To get back to the man-hating lesbians: Wertham noted that female heroes such as Wonder Woman and Sheena Queen of the Jungle got to push men around. This, he warned, reinforced “violent revenge fantasies against men and possibly creates these violent anti-man [therefore homosexual] fantasies . . .”

‘Wish dream of two homosexuals’

Then there was the comic panel in which Wonder Woman is seen having breakfast with “an admiring young girl”. “Do you eat all this for breakfast every day, Wonder Woman?” the girl asks. “Of course, dear,” Wonder Woman replies. “Amazons, like everyone else, need a hearty breakfast. Fruit juice, bread and butter, cereal or eggs, cheese and milk, give you a good start for the day’s activities!”

Breakfast also added to his suspicions about Batman and Robin who, he stated, provided “a wish dream of two homosexuals living together”. “I have seen an elaborate, charming breakfast scene, but it was between Batman and his boy, complete with checkered tablecloth, milk, cereal, fruit juice, dressing gown and newspaper.” And, he noted,”I have seen a parallel scene with the same implications when Wonder Woman had breakfast with an admiring young girl.”
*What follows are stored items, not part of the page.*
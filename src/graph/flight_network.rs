//! Airports connected by one-way flights — the connection-graph used for
//! point-to-point reachability.

use std::collections::HashMap;

use crate::types::{AirportId, WalkError, WalkResult};

use super::{Adjacency, MapGraph};

/// An airport: a code plus its ordered outbound flights.
#[derive(Debug, Clone)]
pub struct Airport {
    code: String,
    outbound: Vec<AirportId>,
}

impl Airport {
    /// The airport code, e.g. `"JFK"`.
    pub fn code(&self) -> &str {
        &self.code
    }

    /// Destinations of outbound flights, in listed order.
    pub fn outbound_flights(&self) -> &[AirportId] {
        &self.outbound
    }
}

/// A set of airports and the flights between them.
#[derive(Debug, Clone, Default)]
pub struct FlightNetwork {
    airports: Vec<Airport>,
    by_code: HashMap<String, AirportId>,
}

impl FlightNetwork {
    /// Create an empty network.
    pub fn new() -> Self {
        Self::default()
    }

    /// Register an airport. Codes must be unique.
    pub fn add_airport(&mut self, code: impl Into<String>) -> WalkResult<AirportId> {
        let code = code.into();
        if self.by_code.contains_key(&code) {
            return Err(WalkError::DuplicateAirport(code));
        }
        let id = AirportId(self.airports.len());
        self.by_code.insert(code.clone(), id);
        self.airports.push(Airport {
            code,
            outbound: Vec::new(),
        });
        Ok(id)
    }

    /// Add a one-way flight from `from` to `to`.
    pub fn add_flight(&mut self, from: AirportId, to: AirportId) -> WalkResult<()> {
        if to.0 >= self.airports.len() {
            return Err(WalkError::AirportNotFound(to.0));
        }
        let airport = self
            .airports
            .get_mut(from.0)
            .ok_or(WalkError::AirportNotFound(from.0))?;
        airport.outbound.push(to);
        Ok(())
    }

    /// Get an airport by handle.
    pub fn airport(&self, id: AirportId) -> Option<&Airport> {
        self.airports.get(id.0)
    }

    /// Look up an airport by code.
    pub fn find(&self, code: &str) -> Option<AirportId> {
        self.by_code.get(code).copied()
    }

    /// Number of airports.
    pub fn airport_count(&self) -> usize {
        self.airports.len()
    }

    /// Number of flights.
    pub fn flight_count(&self) -> usize {
        self.airports.iter().map(|a| a.outbound.len()).sum()
    }

    /// Build a network from a route map `code -> [destination codes]`.
    /// Destination-only codes become airports without outbound flights.
    pub fn from_routes(routes: &MapGraph<String>) -> WalkResult<Self> {
        let mut network = Self::new();

        let mut origins: Vec<&String> = routes.keys().collect();
        origins.sort();

        let mut origin_ids = Vec::with_capacity(origins.len());
        for code in &origins {
            origin_ids.push(network.add_airport(code.as_str())?);
        }
        for code in &origins {
            for dest in routes.neighbors(*code) {
                if network.find(dest).is_none() {
                    network.add_airport(dest.as_str())?;
                }
            }
        }
        for (code, from) in origins.into_iter().zip(origin_ids) {
            for dest in routes.neighbors(code) {
                if let Some(to) = network.find(dest) {
                    network.add_flight(from, to)?;
                }
            }
        }

        Ok(network)
    }
}

impl Adjacency for FlightNetwork {
    type Vertex = AirportId;

    fn neighbors(&self, vertex: &AirportId) -> &[AirportId] {
        match self.airports.get(vertex.0) {
            Some(airport) => &airport.outbound,
            None => &[],
        }
    }
}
Wertham wasn’t alone. One critic, John Mason Brown, described comics as “the marijuana of the nursery, the bane of the bassinet, the horror of the home, the curse of the kids, and a threat to the future”.

On this side of the Atlantic we were more likely to be reading the Dandy and Beano. What would Dr Wertham have made of those? They usually depict adults as baffled idiots, and where do you leave Minnie the Minx?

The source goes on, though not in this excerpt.